Kewenangan Kehutanan yang sangat adi kuasa ini dikeluhkan oleh masyarakat dan bahkan Pemerintah di beberapa Daerah karena merasa tidak ada jaminan kepastian hukum dalam menjalankan kewenangannya yang berada di sekitar atau didalam Kawasan Hutan seperti Permukiman,Perumahan, maupun sarana Prasarana lainnya yang mendukung kemajuan Masyarakat di Daerahnya seperti Bupati Kapuas, Bupati Katingan,Bupati Barito Timur, Bupati Sukamara,Bupati Gunung Mas yang dengan berani melakukan gugatan hukum ke Mahkamah Konstitusi mengenai pasal 1 Angka 3 UU 41 Tahun 1999 tentang Kehutanan tersebut.

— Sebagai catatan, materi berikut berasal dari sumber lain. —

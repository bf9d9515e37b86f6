//! Concrete agent implementations, one module per [`crate::task::AgentType`].

pub mod conflict;
pub mod dependency;
pub mod impact;
pub mod mutation;
pub mod semantic;
pub mod validator;

pub use conflict::ConflictAgent;
pub use dependency::DependencyAgent;
pub use impact::ImpactAgent;
pub use mutation::MutationAgent;
pub use semantic::SemanticAgent;
pub use validator::ValidatorAgent;
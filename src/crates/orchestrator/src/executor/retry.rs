//! Retry Logic for LLM Execution
//!
//! This module provides sophisticated retry strategies with exponential backoff,
//! error classification (transient vs permanent), and comprehensive logging.

use crate::{OrchestratorError, Result};
use std::future::Future;
use std::time::Duration;
use tracing::{debug, error, info, warn};

/// Classification of errors for retry decisions
#[derive(Debug, Clone, Copy, PartialEq, Eq)]
pub enum ErrorClass {
    /// Transient errors that may succeed on retry (rate limits, timeouts, 5xx)
    Transient,

    /// Permanent errors that won't succeed on retry (4xx, invalid auth)
    Permanent,

    /// Unknown errors - treat as transient by default
    Unknown,
}

/// Retry strategy configuration
#[derive(Debug, Clone, serde::Serialize, serde::Deserialize)]
pub struct RetryConfig {
    /// Maximum number of retry attempts
    pub max_retries: u32,

    /// Initial backoff delay in milliseconds
    pub initial_backoff_ms: u64,

    /// Maximum backoff delay in milliseconds
    pub max_backoff_ms: u64,

    /// Multiplier for exponential backoff (typically 2.0)
    pub backoff_multiplier: f64,

    /// Whether to add random jitter to backoff delays
    pub jitter: bool,
}

impl Default for RetryConfig {
    fn default() -> Self {
        Self {
            max_retries: 3,
            initial_backoff_ms: 1000,     // 1 second
            max_backoff_ms: 60_000,        // 60 seconds
            backoff_multiplier: 2.0,
            jitter: true,
        }
    }
}

impl RetryConfig {
    /// Create a new retry configuration with custom max retries
    pub fn new(max_retries: u32) -> Self {
        Self {
            max_retries,
            ..Default::default()
        }
    }

    /// Set initial backoff delay
    pub fn with_initial_backoff(mut self, ms: u64) -> Self {
        self.initial_backoff_ms = ms;
        self
    }

    /// Set maximum backoff delay
    pub fn with_max_backoff(mut self, ms: u64) -> Self {
        self.max_backoff_ms = ms;
        self
    }

    /// Set backoff multiplier
    pub fn with_multiplier(mut self, multiplier: f64) -> Self {
        self.backoff_multiplier = multiplier;
        self
    }

    /// Enable or disable jitter
    pub fn with_jitter(mut self, jitter: bool) -> Self {
        self.jitter = jitter;
        self
    }

    /// Calculate backoff delay for a given attempt
    pub fn backoff_delay(&self, attempt: u32) -> Duration {
        let delay_ms = (self.initial_backoff_ms as f64
            * self.backoff_multiplier.powi(attempt as i32)) as u64;

        let delay_ms = delay_ms.min(self.max_backoff_ms);

        let delay_ms = if self.jitter {
            // Add up to 25% random jitter
            let jitter_amount = (delay_ms as f64 * 0.25 * rand::random::<f64>()) as u64;
            delay_ms + jitter_amount
        } else {
            delay_ms
        };

        Duration::from_millis(delay_ms)
    }
}

/// Classify an error to determine if it should be retried
pub fn classify_error(error: &OrchestratorError) -> ErrorClass {
    match error {
        OrchestratorError::General(msg) => {
            let msg_lower = msg.to_lowercase();

            // Transient errors
            if msg_lower.contains("rate limit")
                || msg_lower.contains("too many requests")
                || msg_lower.contains("429") {
                return ErrorClass::Transient;
            }

            if msg_lower.contains("timeout")
                || msg_lower.contains("timed out")
                || msg_lower.contains("deadline exceeded") {
                return ErrorClass::Transient;
            }

            if msg_lower.contains("503")
                || msg_lower.contains("service unavailable")
                || msg_lower.contains("502")
                || msg_lower.contains("bad gateway")
                || msg_lower.contains("500")
                || msg_lower.contains("internal server error") {
                return ErrorClass::Transient;
            }

            if msg_lower.contains("connection")
                || msg_lower.contains("network")
                || msg_lower.contains("dns") {
                return ErrorClass::Transient;
            }

            // Permanent errors
            if msg_lower.contains("401")
                || msg_lower.contains("unauthorized")
                || msg_lower.contains("invalid api key")
                || msg_lower.contains("authentication failed") {
                return ErrorClass::Permanent;
            }

            if msg_lower.contains("403")
                || msg_lower.contains("forbidden")
                || msg_lower.contains("access denied") {
                return ErrorClass::Permanent;
            }

            if msg_lower.contains("404")
                || msg_lower.contains("not found") {
                return ErrorClass::Permanent;
            }

            if msg_lower.contains("400")
                || msg_lower.contains("bad request")
                || msg_lower.contains("invalid request") {
                return ErrorClass::Permanent;
            }

            // Default to unknown
            ErrorClass::Unknown
        }
        _ => ErrorClass::Unknown,
    }
}

/// Execute a function with retry logic
///
/// # Arguments
/// * `config` - Retry configuration
/// * `operation_name` - Name of the operation for logging
/// * `f` - Async function to execute
///
/// # Returns
/// Result of the operation or the last error encountered
pub async fn retry_with_backoff<F, Fut, T>(
    config: &RetryConfig,
    operation_name: &str,
    mut f: F,
) -> Result<T>
where
    F: FnMut() -> Fut,
    Fut: Future<Output = Result<T>>,
{
    let mut last_error = None;

    for attempt in 0..=config.max_retries {
        if attempt > 0 {
            info!(
                operation = operation_name,
                attempt = attempt,
                max_retries = config.max_retries,
                "Retrying operation"
            );
        }

        match f().await {
            Ok(result) => {
                if attempt > 0 {
                    info!(
                        operation = operation_name,
                        attempt = attempt,
                        "Operation succeeded after retry"
                    );
                }
                return Ok(result);
            }
            Err(e) => {
                let error_class = classify_error(&e);

                debug!(
                    operation = operation_name,
                    attempt = attempt,
                    error = ?e,
                    classification = ?error_class,
                    "Operation failed"
                );

                // Don't retry permanent errors
                if error_class == ErrorClass::Permanent {
                    error!(
                        operation = operation_name,
                        error = ?e,
                        "Permanent error detected, aborting retries"
                    );
                    return Err(e);
                }

                last_error = Some(e);

                // Don't sleep after the last attempt
                if attempt < config.max_retries {
                    let delay = config.backoff_delay(attempt);

                    warn!(
                        operation = operation_name,
                        attempt = attempt,
                        delay_ms = delay.as_millis(),
                        "Transient error, will retry after delay"
                    );

                    tokio::time::sleep(delay).await;
                }
            }
        }
    }

    // All retries exhausted
    let final_error = last_error.unwrap_or_else(|| {
        OrchestratorError::General(format!(
            "Operation '{}' failed after {} retries",
            operation_name, config.max_retries
        ))
    });

    error!(
        operation = operation_name,
        max_retries = config.max_retries,
        error = ?final_error,
        "All retry attempts exhausted"
    );

    Err(final_error)
}
//! Validator agent: checks a proposal's content against required sections and
//! required fields, primary path delegates to a model for nuanced review.

use std::sync::Arc;

use async_trait::async_trait;
use regex::Regex;
use serde::Deserialize;
use serde_json::json;

use crate::agent::Agent;
use crate::error::{AgentError, Result};
use crate::model_client::{ChatMessage, ChatRequest, ModelClient};
use crate::task::AgentTask;
use crate::verdict::{Verdict, ValidatorVerdict, VerdictEnvelope};

const SYSTEM_PROMPT: &str = "You are a Validator Agent for a specification mutation engine. \
Check proposals and specs for required structure (an Overview/Summary section and an \
Implementation/Details section), required fields, and internal consistency. Respond with a \
JSON object: {is_valid, errors, warnings, suggestions, confidence_score, reasoning}.";

#[derive(Debug, Deserialize)]
struct ProposalInput {
    #[serde(default)]
    spec_id: String,
    #[serde(default)]
    reasoning: String,
    #[serde(default)]
    confidence: f64,
    #[serde(default)]
    content: String,
    #[serde(default)]
    breaking_changes: bool,
}

pub struct ValidatorAgent {
    agent_id: String,
    model: Option<Arc<dyn ModelClient>>,
}

impl ValidatorAgent {
    pub fn new(agent_id: impl Into<String>, model: Option<Arc<dyn ModelClient>>) -> Self {
        Self {
            agent_id: agent_id.into(),
            model,
        }
    }

    fn validate_content(content: &str) -> Vec<String> {
        let overview = Regex::new(r"(?i)#+\s*(Overview|Summary)").unwrap();
        let implementation = Regex::new(r"(?i)#+\s*(Implementation|Details)").unwrap();

        let mut errors = Vec::new();
        if !overview.is_match(content) {
            errors.push("missing Overview section".to_string());
        }
        if !implementation.is_match(content) {
            errors.push("missing Implementation section".to_string());
        }
        errors
    }

    fn validate_proposal_deterministic(input: &ProposalInput) -> ValidatorVerdict {
        let mut errors = Vec::new();
        let mut warnings = Vec::new();
        let mut suggestions = Vec::new();

        if input.spec_id.is_empty() {
            errors.push("spec_id is required".to_string());
        }
        if input.reasoning.is_empty() {
            warnings.push("no reasoning provided for the mutation".to_string());
        }
        if input.confidence < 0.5 {
            warnings.push(format!("low confidence score: {}", input.confidence));
        }
        if !input.content.is_empty() {
            errors.extend(Self::validate_content(&input.content));
        }
        if input.breaking_changes {
            warnings.push("this mutation includes breaking changes".to_string());
        }
        if errors.is_empty() && warnings.is_empty() {
            suggestions.push("consider adding tests for the new functionality".to_string());
        }

        let is_valid = errors.is_empty();
        ValidatorVerdict {
            envelope: VerdictEnvelope {
                agent_id: String::new(),
                confidence_score: if is_valid { 0.8 } else { 0.6 },
                reasoning: "rule-based structural validation".to_string(),
                fallback_mode: true,
            },
            is_valid,
            errors,
            warnings,
            suggestions,
        }
    }
}

#[async_trait]
impl Agent for ValidatorAgent {
    fn agent_id(&self) -> &str {
        &self.agent_id
    }

    async fn execute_primary(&self, task: &AgentTask) -> Result<Verdict> {
        let model = self
            .model
            .as_ref()
            .ok_or_else(|| AgentError::ModelClient("no model client configured".to_string()))?;

        let request = ChatRequest {
            messages: vec![
                ChatMessage::system(SYSTEM_PROMPT),
                ChatMessage::user(task.input_data.to_string()),
            ],
            expects_json: true,
        };
        let completion = model.chat(request).await?;

        let mut verdict: ValidatorVerdict = serde_json::from_str(&completion.content)
            .map_err(|e| AgentError::ModelClient(format!("malformed verdict json: {e}")))?;
        verdict.envelope.agent_id = self.agent_id.clone();
        verdict.envelope.fallback_mode = false;
        Ok(Verdict::Validator(verdict))
    }

    async fn execute_fallback(&self, task: &AgentTask) -> Result<Verdict> {
        let payload = match task.operation.as_str() {
            "validate_proposal" => task
                .input_data
                .get("proposal")
                .cloned()
                .unwrap_or(json!({})),
            "validate_spec" => task.input_data.clone(),
            other => {
                return Err(AgentError::UnsupportedOperation {
                    agent_id: self.agent_id.clone(),
                    operation: other.to_string(),
                })
            }
        };
        let input: ProposalInput = serde_json::from_value(payload).unwrap_or(ProposalInput {
            spec_id: String::new(),
            reasoning: String::new(),
            confidence: 1.0,
            content: String::new(),
            breaking_changes: false,
        });

        let mut verdict = Self::validate_proposal_deterministic(&input);
        verdict.envelope.agent_id = self.agent_id.clone();
        Ok(Verdict::Validator(verdict))
    }
}

#[cfg(test)]
mod tests {
    use super::*;

    fn task(content: &str) -> AgentTask {
        AgentTask::new(
            "t1",
            "p1",
            "validator-1",
            "validate_spec",
            json!({ "content": content }),
        )
    }

    #[tokio::test]
    async fn fallback_flags_missing_sections() {
        let agent = ValidatorAgent::new("validator-1", None);
        let verdict = agent.execute(&task("just some prose")).await.unwrap();
        match verdict {
            Verdict::Validator(v) => {
                assert!(!v.is_valid);
                assert_eq!(v.errors.len(), 2);
                assert!(v.envelope.fallback_mode);
            }
            _ => panic!("expected validator verdict"),
        }
    }

    #[tokio::test]
    async fn fallback_passes_well_structured_content() {
        let agent = ValidatorAgent::new("validator-1", None);
        let content = "# Overview\nDoes a thing.\n# Implementation\nDoes it this way.";
        let verdict = agent.execute(&task(content)).await.unwrap();
        match verdict {
            Verdict::Validator(v) => assert!(v.is_valid),
            _ => panic!("expected validator verdict"),
        }
    }
}
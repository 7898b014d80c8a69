//! Safe SQL fragments: identifiers from descriptor tables only, values as parameters.

mod builder;
pub mod filter;
pub mod params;
pub mod update;
pub use builder::*;
pub use filter::{build_filter_clause, Criterion, CriterionKind, FilterSpec};
pub use params::*;
pub use update::{build_set_clause, ColumnResolver, Field, Fields, RenameTable};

Perjuangan Gugatan beberapa Bupati diatas dipenuhi oleh Mahkamah Konstitusi dengan Putusan MK No.45/PUU-IX/2011 yakni merevisi Pasal 1 Angka 3 UU 41 Tahun 1999 tentang Kehutanan dari ““Kawasan Hutan adalah Wilayah tertentu yang ditunjuk dan atau ditetapkan oleh Pemerintah untuk dipertahankan keberadaannya sebagai Hutan Negara” menjadi “Kawasan Hutan adalah Wilayah tertentu yang ditetapkan oleh Pemerintah untuk dipertahankan keberadaannya sebagai Hutan Tetap”. Perubahan Redaksi Pasal diatas memastikan pula tentang Konsekuensi Hukum terhadap Kawasan Hutan yang masih dalam status penunjukan antara lain :
1.    Kawasan Hutan yang masih dalam status Penunjukan tidak memiliki Konsekuensi Hukum dan Penerapan Hukum diatasnya adalah Bentuk Pelanggaran dan Kriminalisasi.
2.    Mendesak Pihak Kehutanan untuk melakukan Tahapan Penatabatasan Kawasan Hutan sesuai dengan prosedur yang ditetapkan.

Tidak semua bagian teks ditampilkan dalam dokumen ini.